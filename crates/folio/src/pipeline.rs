//! Request pipeline orchestration.
//!
//! Wires the ingestor, captioner, chunker, embedder, index, retriever,
//! assembler, and generator into the two request-scoped operations:
//! [`Pipeline::upload`] and [`Pipeline::ask`]. Each operation is
//! independent; the index is the only shared mutable state, and
//! structural mutations (upsert/delete) are serialized per document id
//! so a re-ingestion cannot interleave with a delete for the same
//! document.
//!
//! Both operations run under a configured time bound; on expiry the
//! operation is abandoned and surfaces [`PipelineError::Timeout`].

use std::collections::HashMap;
use std::sync::{Arc, Mutex};
use std::time::Duration;

use tokio::sync::Semaphore;
use tokio::task::JoinSet;

use folio_core::assemble::assemble;
use folio_core::chunk::{chunk_units, ChunkParams};
use folio_core::error::PipelineError;
use folio_core::models::{Chunk, Citation, ContentUnit, Document, EmbeddingRecord, UnitKind};
use folio_core::retrieve::{retrieve, QueryVectors, RetrievalParams};
use folio_core::store::VectorIndex;

use crate::config::Config;
use crate::embedding::{embed_query, EmbeddingProvider};
use crate::generate::AnswerGenerator;
use crate::ingest;
use crate::vision::{Captioner, CHUNK_CAPTION_PROMPT, QUERY_IMAGE_PROMPT};

/// Result of an upload operation.
#[derive(Debug)]
pub enum UploadOutcome {
    Ingested { document: Document, chunks: usize },
    /// The identical file is already indexed; nothing was written.
    AlreadyIngested { document_id: String },
}

/// A grounded answer with its ordered citation list.
#[derive(Debug)]
pub struct Answer {
    pub text: String,
    pub citations: Vec<Citation>,
}

/// Result of a query operation.
///
/// `NoGrounding` is a first-class outcome: retrieval found nothing
/// above the relevance threshold, so no generation call was made.
#[derive(Debug)]
pub enum AskOutcome {
    Answered(Answer),
    NoGrounding,
}

struct Settings {
    chunking: ChunkParams,
    retrieval: RetrievalParams,
    budget_chars: usize,
    embed_batch_size: usize,
    caption_concurrency: usize,
    upload_timeout: Duration,
    query_timeout: Duration,
}

pub struct Pipeline {
    index: Arc<dyn VectorIndex>,
    embedder: Arc<dyn EmbeddingProvider>,
    captioner: Arc<dyn Captioner>,
    generator: Arc<dyn AnswerGenerator>,
    settings: Settings,
    doc_locks: Mutex<HashMap<String, Arc<tokio::sync::Mutex<()>>>>,
}

impl Pipeline {
    pub fn new(
        index: Arc<dyn VectorIndex>,
        embedder: Arc<dyn EmbeddingProvider>,
        captioner: Arc<dyn Captioner>,
        generator: Arc<dyn AnswerGenerator>,
        config: &Config,
    ) -> Self {
        Self {
            index,
            embedder,
            captioner,
            generator,
            settings: Settings {
                chunking: config.chunk_params(),
                retrieval: config.retrieval_params(),
                budget_chars: config.context.budget_chars,
                embed_batch_size: config.embedding.batch_size.max(1),
                caption_concurrency: config.vision.max_concurrent.max(1),
                upload_timeout: Duration::from_secs(config.limits.upload_timeout_secs),
                query_timeout: Duration::from_secs(config.limits.query_timeout_secs),
            },
            doc_locks: Mutex::new(HashMap::new()),
        }
    }

    /// Upload boundary: ingest a PDF, caption its images, chunk, embed,
    /// and index. Idempotent for identical bytes.
    pub async fn upload(
        &self,
        bytes: &[u8],
        filename: &str,
    ) -> Result<UploadOutcome, PipelineError> {
        let (document, units) = ingest::ingest(bytes, filename)?;
        tokio::time::timeout(self.settings.upload_timeout, self.upload_inner(document, units))
            .await
            .map_err(|_| PipelineError::Timeout("upload".to_string()))?
    }

    async fn upload_inner(
        &self,
        document: Document,
        units: Vec<ContentUnit>,
    ) -> Result<UploadOutcome, PipelineError> {
        let _guard = self.lock_document(&document.id).await;

        let existing = self
            .index
            .document_ids()
            .await
            .map_err(|e| PipelineError::IndexUnavailable(e.to_string()))?;
        if existing.contains(&document.id) {
            return Ok(UploadOutcome::AlreadyIngested {
                document_id: document.id,
            });
        }

        let units = self.caption_images(units).await;
        let chunks = chunk_units(&document, &units, &self.settings.chunking);
        let chunk_count = chunks.len();
        if chunk_count == 0 {
            return Ok(UploadOutcome::Ingested {
                document,
                chunks: 0,
            });
        }

        let records = self.embed_chunks(chunks).await?;
        self.index
            .upsert(records)
            .await
            .map_err(|e| PipelineError::IndexUnavailable(e.to_string()))?;

        Ok(UploadOutcome::Ingested {
            document,
            chunks: chunk_count,
        })
    }

    /// Query boundary: embed the present query modalities, retrieve,
    /// assemble a grounded context, and generate an answer.
    ///
    /// At least one of `question`/`image` must be present. `k` overrides
    /// the configured result count.
    pub async fn ask(
        &self,
        question: Option<&str>,
        image: Option<&[u8]>,
        k: Option<usize>,
    ) -> Result<AskOutcome, PipelineError> {
        let question = question.map(str::trim).filter(|q| !q.is_empty());
        if question.is_none() && image.is_none() {
            return Err(PipelineError::EmptyQuery);
        }
        tokio::time::timeout(self.settings.query_timeout, self.ask_inner(question, image, k))
            .await
            .map_err(|_| PipelineError::Timeout("query".to_string()))?
    }

    async fn ask_inner(
        &self,
        question: Option<&str>,
        image: Option<&[u8]>,
        k: Option<usize>,
    ) -> Result<AskOutcome, PipelineError> {
        let mut queries = QueryVectors::default();
        let mut image_description = None;

        if let Some(q) = question {
            queries.text = Some(embed_query(self.embedder.as_ref(), q).await?);
        }
        if let Some(img) = image {
            let description = self
                .captioner
                .describe(img, QUERY_IMAGE_PROMPT)
                .await?;
            queries.image = Some(embed_query(self.embedder.as_ref(), &description).await?);
            image_description = Some(description);
        }

        let mut params = self.settings.retrieval.clone();
        if let Some(k) = k {
            params.k = k;
        }

        let results = retrieve(self.index.as_ref(), &queries, &params, None).await?;
        let context = assemble(&results, self.settings.budget_chars);
        if context.is_empty() {
            return Ok(AskOutcome::NoGrounding);
        }

        let question_text = match (question, &image_description) {
            (Some(q), Some(d)) => {
                format!("{}\n\n[Information from uploaded image]:\n{}", q, d)
            }
            (Some(q), None) => q.to_string(),
            (None, Some(d)) => format!(
                "What do the documents say about the following?\n\n\
                 [Information from uploaded image]:\n{}",
                d
            ),
            (None, None) => String::new(),
        };

        let text = self
            .generator
            .answer(&question_text, &context.render())
            .await?;

        Ok(AskOutcome::Answered(Answer {
            text,
            citations: context.citations(),
        }))
    }

    /// Remove a document and all its chunks from the index.
    pub async fn delete(&self, document_id: &str) -> Result<(), PipelineError> {
        let _guard = self.lock_document(document_id).await;
        self.index
            .delete_document(document_id)
            .await
            .map_err(|e| PipelineError::IndexUnavailable(e.to_string()))
    }

    /// Document ids currently indexed.
    pub async fn documents(&self) -> Result<Vec<String>, PipelineError> {
        self.index
            .document_ids()
            .await
            .map_err(|e| PipelineError::IndexUnavailable(e.to_string()))
    }

    /// Per-document async lock serializing structural mutations.
    async fn lock_document(&self, document_id: &str) -> tokio::sync::OwnedMutexGuard<()> {
        let lock = {
            let mut map = self.doc_locks.lock().unwrap();
            map.entry(document_id.to_string())
                .or_insert_with(|| Arc::new(tokio::sync::Mutex::new(())))
                .clone()
        };
        lock.lock_owned().await
    }

    /// Caption image units concurrently, bounded by a semaphore so the
    /// model-serving process is not overwhelmed.
    ///
    /// Captioning is best effort: a failed caption leaves the unit
    /// uncaptioned and the chunker falls back to a placeholder, the
    /// same non-fatal policy the text extractor applies per page.
    async fn caption_images(&self, units: Vec<ContentUnit>) -> Vec<ContentUnit> {
        let mut units = units;
        let semaphore = Arc::new(Semaphore::new(self.settings.caption_concurrency));
        let mut tasks: JoinSet<(usize, Option<String>)> = JoinSet::new();

        for (i, unit) in units.iter().enumerate() {
            if let UnitKind::Image {
                bytes,
                caption: None,
            } = &unit.kind
            {
                let bytes = bytes.clone();
                let captioner = Arc::clone(&self.captioner);
                let semaphore = Arc::clone(&semaphore);
                tasks.spawn(async move {
                    let _permit = semaphore.acquire_owned().await;
                    let caption = captioner
                        .describe(&bytes, CHUNK_CAPTION_PROMPT)
                        .await
                        .ok()
                        .filter(|c| !c.is_empty());
                    (i, caption)
                });
            }
        }

        while let Some(joined) = tasks.join_next().await {
            if let Ok((i, Some(text))) = joined {
                if let UnitKind::Image { caption, .. } = &mut units[i].kind {
                    *caption = Some(text);
                }
            }
        }

        units
    }

    /// Embed chunks in batches, preserving order.
    async fn embed_chunks(
        &self,
        chunks: Vec<Chunk>,
    ) -> Result<Vec<EmbeddingRecord>, PipelineError> {
        let mut records = Vec::with_capacity(chunks.len());

        for batch in chunks.chunks(self.settings.embed_batch_size) {
            let texts: Vec<String> = batch.iter().map(|c| c.text.clone()).collect();
            let vectors = self.embedder.embed_texts(&texts).await?;
            if vectors.len() != batch.len() {
                return Err(PipelineError::EmbeddingUnavailable(format!(
                    "expected {} vectors, got {}",
                    batch.len(),
                    vectors.len()
                )));
            }
            for (chunk, vector) in batch.iter().zip(vectors) {
                records.push(EmbeddingRecord {
                    modality: chunk.modality,
                    chunk: chunk.clone(),
                    vector,
                });
            }
        }

        Ok(records)
    }
}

══════════════════════════════

# Exercise goal
Taking the material above, extract exactly and only the lines from the line with "pub enum UploadOutcome" to the line with "pub struct Pipeline", inclusive of both.

# Answer box
pub enum UploadOutcome {
    Ingested { document: Document, chunks: usize },
    /// The identical file is already indexed; nothing was written.
    AlreadyIngested { document_id: String },
}

/// A grounded answer with its ordered citation list.
#[derive(Debug)]
pub struct Answer {
    pub text: String,
    pub citations: Vec<Citation>,
}

/// Result of a query operation.
///
/// `NoGrounding` is a first-class outcome: retrieval found nothing
/// above the relevance threshold, so no generation call was made.
#[derive(Debug)]
pub enum AskOutcome {
    Answered(Answer),
    NoGrounding,
}

struct Settings {
    chunking: ChunkParams,
    retrieval: RetrievalParams,
    budget_chars: usize,
    embed_batch_size: usize,
    caption_concurrency: usize,
    upload_timeout: Duration,
    query_timeout: Duration,
}

pub struct Pipeline {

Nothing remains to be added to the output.